#### DATASET ENTRIES ####

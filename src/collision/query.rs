use avian3d::prelude::*;
use bevy::ecs::system::SystemParam;
use bevy::prelude::*;

use super::tag::ResolvedCollision;

/// Result of a directional probe
#[derive(Debug, Clone, Copy, PartialEq)]
pub struct Contact {
    /// Distance from the probe origin to the hit
    pub distance: f32,
    /// Unit surface normal in world space
    pub normal: Vec3,
}

impl Contact {
    pub fn new(distance: f32, normal: Vec3) -> Self {
        Self {
            distance,
            normal: normal.normalize_or_zero(),
        }
    }
}

/// Bounded ray queries against static world geometry.
///
/// Implementations return the nearest hit on a solid surface within
/// `max_distance` (inclusive), or `None` when nothing solid is in range. An
/// empty world is never an error, it simply has no contact.
pub trait CollisionQuery {
    fn probe(&self, origin: Vec3, direction: Dir3, max_distance: f32) -> Option<Contact>;
}

impl<T: CollisionQuery + ?Sized> CollisionQuery for &T {
    fn probe(&self, origin: Vec3, direction: Dir3, max_distance: f32) -> Option<Contact> {
        (**self).probe(origin, direction, max_distance)
    }
}

/// Probes avian3d colliders, skipping those resolved as non-solid.
///
/// Colliders that haven't been resolved yet count as solid.
#[derive(SystemParam)]
pub struct SpatialProbe<'w, 's> {
    spatial_query: SpatialQuery<'w, 's>,
    resolved: Query<'w, 's, &'static ResolvedCollision>,
}

impl SpatialProbe<'_, '_> {
    fn is_solid(&self, entity: Entity) -> bool {
        self.resolved.get(entity).map_or(true, |r| r.0)
    }
}

impl CollisionQuery for SpatialProbe<'_, '_> {
    fn probe(&self, origin: Vec3, direction: Dir3, max_distance: f32) -> Option<Contact> {
        let filter = SpatialQueryFilter::default();

        self.spatial_query
            .cast_ray_predicate(
                origin,
                direction,
                max_distance,
                true,
                &filter,
                &|entity| self.is_solid(entity),
            )
            .map(|hit| Contact::new(hit.distance, hit.normal))
    }
}
use bevy::prelude::*;

use crate::player::{Player, PlayerState};

/// Camera configuration
#[derive(Component, Debug, Clone, Copy)]
pub struct CameraConfig {
    /// Vertical field of view in radians
    pub fov: f32,
    /// Near clip plane
    pub near: f32,
    /// Far clip plane
    pub far: f32,
}

impl Default for CameraConfig {
    fn default() -> Self {
        Self {
            fov: 75.0_f32.to_radians(),
            near: 0.1,
            far: 1000.0,
        }
    }
}

/// Commits the player state to the camera transform
pub fn sync_camera_transform(
    mut query: Query<(&PlayerState, &mut Transform), (With<Player>, Changed<PlayerState>)>,
) {
    for (state, mut transform) in &mut query {
        transform.translation = state.position();
        transform.rotation = state.orientation();
    }
}
use bevy::prelude::*;

/// Request to move the player's eye to `position` at the next tick boundary.
///
/// Vertical velocity and the grounded flag are kept; the tick that follows
/// re-probes the ground at the new spot.
#[derive(Message, Debug, Clone, Copy, PartialEq)]
pub struct Teleport {
    pub position: Vec3,
}

impl Teleport {
    pub fn new(position: Vec3) -> Self {
        Self { position }
    }

    /// Teleport so the player stands on `feet`
    pub fn to_feet(feet: Vec3, eye_height: f32) -> Self {
        Self::new(feet + Vec3::Y * eye_height)
    }
}
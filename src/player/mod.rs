mod controller;
pub mod input;
mod movement;
mod plugin;
mod state;
mod teleport;

pub use controller::{flat_basis, slide, wish_direction, PlayerController};
pub use input::{AnalogMove, HeldKeys, InputSnapshot, JumpRequest, MovementDisabled, TouchLookSettings};
pub use plugin::{spawn_player, PlayerPlugin};
pub use state::*;
pub use teleport::Teleport;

####

WHAT THE TASK ASKS
For the word "PlayerState", go through the records and show each line that carries it.

SOLVED PROBLEM
use crate::player::{Player, PlayerState};
    mut query: Query<(&PlayerState, &mut Transform), (With<Player>, Changed<PlayerState>)>,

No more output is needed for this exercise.